Nell’Italia del XV secolo, divisa in stati in competizione tra loro, l’arte ebbe un ruolo fondamentale nell’esercizio del potere e della politica. A Firenze i Medici furono i più abili a sfruttare la cultura come strumento per tenere alto il prestigio internazionale di una corte altrimenti fragile. Lo stesso fecero i Gonzaga a Mantova, riunendo intellettuali e artisti tra i più celebri dell’epoca, come Andrea Mantegna (1430 o 1431-1506), che dal 1460 fino alla morte fu pittore di corte di Ludovico II Gonzaga (1412-1478).
Capolavoro di Mantegna per la corte mantovana è la Camera degli Sposi, o Camera Picta, una stanza pressoché cubica, di circa 8 metri per lato, posta nel torrione nord-est del Castello di San Giorgio, diventata il simbolo stesso del governo di Ludovico II e di sua moglie Barbara di Brandeburgo (1422-1481). Tra il 1465 e il 1474 Mantegna ne affrescò tutte le superfici, pavimento escluso, presentando la famiglia Gonzaga con naturalezza, in momenti di vita quotidiana.
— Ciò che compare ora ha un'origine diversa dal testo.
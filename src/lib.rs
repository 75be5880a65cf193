//! Kowsim - Tabletop Battlefield Aid
//!
//! Rectangular unit bases on a table measured in inches, their facing arcs,
//! leader-point distances and the move/rotate/commit proposal workflow.

pub mod battle;
pub mod command;
pub mod core;
pub mod geometry;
Parete della Camera degli Sposi
Foto: Bridgeman / Index
Ma l’elemento più caratteristico della stanza è il soffitto, decorato con una struttura architettonica rappresentata con perfetta illusione prospettica, che culmina in un oculo aperto su un finto cielo, il primo trompe-l’oeil della pittura italiana. L’arte nel ’400 raramente è espressione di puro piacere estetico. È dunque lecito chiedersi chi sia, o cosa rappresenti, ogni figura ritratta da Mantegna. I personaggi che si affacciano dalla balaustra che circonda il finto oculo, però, continuano a sfidare gli esperti, ancora in disaccordo sui loro possibili significati.
Un ideale di bellezza
Un'interpretazione dello storico Rodolfo Signorini vede nella scena sul soffitto una raffigurazione dell’ideale di bellezza umanistica, ispirata a un testo greco di Luciano di Samosata (120-180 d.C.), La sala, molto noto agli intellettuali del ’400.
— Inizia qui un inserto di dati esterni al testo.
//! Engine configuration loaded from TOML
//!
//! Every section falls back to the built-in table when omitted, so an empty
//! file is a valid configuration.

use serde::{Deserialize, Serialize};
use std::fs;
use std::path::Path;

use crate::battle::constants::{
    DEFAULT_LOOKOUT_DISTANCE, DEFAULT_REPORT_EPSILON, TABLE_DEPTH_INCHES, TABLE_WIDTH_INCHES,
};
use crate::core::error::Result;

/// Playing surface dimensions (table inches)
#[derive(Debug, Clone, Serialize, Deserialize)]
pub struct TableConfig {
    pub width: f64,
    pub depth: f64,
}

impl Default for TableConfig {
    fn default() -> Self {
        Self {
            width: TABLE_WIDTH_INCHES,
            depth: TABLE_DEPTH_INCHES,
        }
    }
}

/// Facing arc construction
#[derive(Debug, Clone, Serialize, Deserialize)]
pub struct ArcConfig {
    /// How far each arc polygon extends beyond the base (table inches)
    ///
    /// Must be far larger than any distance on the table. Points beyond it
    /// are classified as outside every arc.
    pub lookout_distance: f64,
}

impl Default for ArcConfig {
    fn default() -> Self {
        Self {
            lookout_distance: DEFAULT_LOOKOUT_DISTANCE,
        }
    }
}

/// Movement report thresholds
#[derive(Debug, Clone, Serialize, Deserialize)]
pub struct ReportConfig {
    /// Distance (inches) and rotation (degrees) below which a change is not reported
    pub epsilon: f64,
}

impl Default for ReportConfig {
    fn default() -> Self {
        Self {
            epsilon: DEFAULT_REPORT_EPSILON,
        }
    }
}

/// A unit placed on the table at startup
#[derive(Debug, Clone, Serialize, Deserialize)]
pub struct DeploymentConfig {
    pub name: String,
    /// Base width in millimeters
    pub width_mm: f64,
    /// Base depth in millimeters
    pub depth_mm: f64,
    pub x: f64,
    pub y: f64,
    #[serde(default)]
    pub rotation: f64,
}

/// Complete engine configuration
#[derive(Debug, Clone, Serialize, Deserialize)]
pub struct EngineConfig {
    #[serde(default)]
    pub table: TableConfig,
    #[serde(default)]
    pub arcs: ArcConfig,
    #[serde(default)]
    pub report: ReportConfig,
    /// Default `tracing` filter when `RUST_LOG` is unset
    #[serde(default = "default_log_filter")]
    pub log_filter: String,
    #[serde(default = "default_units")]
    pub units: Vec<DeploymentConfig>,
}

impl Default for EngineConfig {
    fn default() -> Self {
        Self {
            table: TableConfig::default(),
            arcs: ArcConfig::default(),
            report: ReportConfig::default(),
            log_filter: default_log_filter(),
            units: default_units(),
        }
    }
}

impl EngineConfig {
    /// Parse a configuration from TOML text
    pub fn from_toml(content: &str) -> Result<Self> {
        Ok(toml::from_str(content)?)
    }
}

/// Load configuration from a TOML file
pub fn load_config(path: impl AsRef<Path>) -> Result<EngineConfig> {
    let contents = fs::read_to_string(path.as_ref())?;
    EngineConfig::from_toml(&contents)
}

fn default_log_filter() -> String {
    "kowsim=info".to_string()
}

fn default_units() -> Vec<DeploymentConfig> {
    vec![
        DeploymentConfig {
            name: "Sea Guard Horde (40)".to_string(),
            width_mm: 200.0,
            depth_mm: 80.0,
            x: 36.0,
            y: 38.0,
            rotation: 0.0,
        },
        DeploymentConfig {
            name: "Ax Horde (40)".to_string(),
            width_mm: 250.0,
            depth_mm: 100.0,
            x: 32.0,
            y: 7.5,
            rotation: 173.0,
        },
    ]
}

#[cfg(test)]
mod tests {
    use super::*;

    #[test]
    fn test_default_config() {
        let config = EngineConfig::default();
        assert_eq!(config.table.width, 72.0);
        assert_eq!(config.table.depth, 48.0);
        assert_eq!(config.arcs.lookout_distance, 100.0);
        assert_eq!(config.units.len(), 2);
    }

    #[test]
    fn test_empty_toml_uses_defaults() {
        let config = EngineConfig::from_toml("").unwrap();
        assert_eq!(config.report.epsilon, 0.05);
        assert_eq!(config.log_filter, "kowsim=info");
        assert_eq!(config.units.len(), 2);
    }

    #[test]
    fn test_partial_toml() {
        let toml_str = r#"
            log_filter = "kowsim=debug"

            [arcs]
            lookout_distance = 250.0

            [[units]]
            name = "Knights"
            width_mm = 100.0
            depth_mm = 50.0
            x = 10.0
            y = 12.0
        "#;
        let config = EngineConfig::from_toml(toml_str).unwrap();
        assert_eq!(config.arcs.lookout_distance, 250.0);
        assert_eq!(config.table.width, 72.0);
        assert_eq!(config.log_filter, "kowsim=debug");
        assert_eq!(config.units.len(), 1);
        assert_eq!(config.units[0].name, "Knights");
        assert_eq!(config.units[0].rotation, 0.0);
    }

    #[test]
    fn test_invalid_toml_is_config_error() {
        let result = EngineConfig::from_toml("[arcs]\nlookout_distance = \"far\"");
        assert!(matches!(result, Err(crate::core::error::TableError::ConfigError(_))));
    }

    #[test]
    fn test_missing_file_is_io_error() {
        let result = load_config("does/not/exist.toml");
        assert!(matches!(result, Err(crate::core::error::TableError::IoError(_))));
    }
}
Nell'immagine del soffitto possiamo osservare, a sinistra del vaso di arancio, il gruppo di tre figure femminili che rappresenta la bellezza pudica. Si tratterebbe della stessa donna ripresa in tre momenti successivi: mentre si pettina, a metà dell’opera e quando, infine, appare bella, con un solo nastro a raccogliere la sua folta chioma (come si legge nel testo di Luciano). A destra del vaso, ci sarebbe invece una cortigiana, che a differenza delle tre non guarda benevola verso gli osservatori.

Al centro del soffitto della Camera degli Sposi un oculo apre l’ambiente verso il cielo, in un audace scorcio prospettico
Foto: Corbis
Il personaggio di colore con il turbante, infine, pare ostentare una capigliatura troppo elaborata e ricca di preziose perle: nella lettura di Signorini è la rappresentazione di quella che Luciano definisce la “burbanza persiana”, la boria dei barbari che confondono la vera eleganza, data dalla misura, con lo scintillio degli ori e degli eccessi. Mantegna si farebbe così portavoce del precetto umanistico che dà massimo valore al controllo delle passioni e alla moderazione, atta a guidare il buon governo.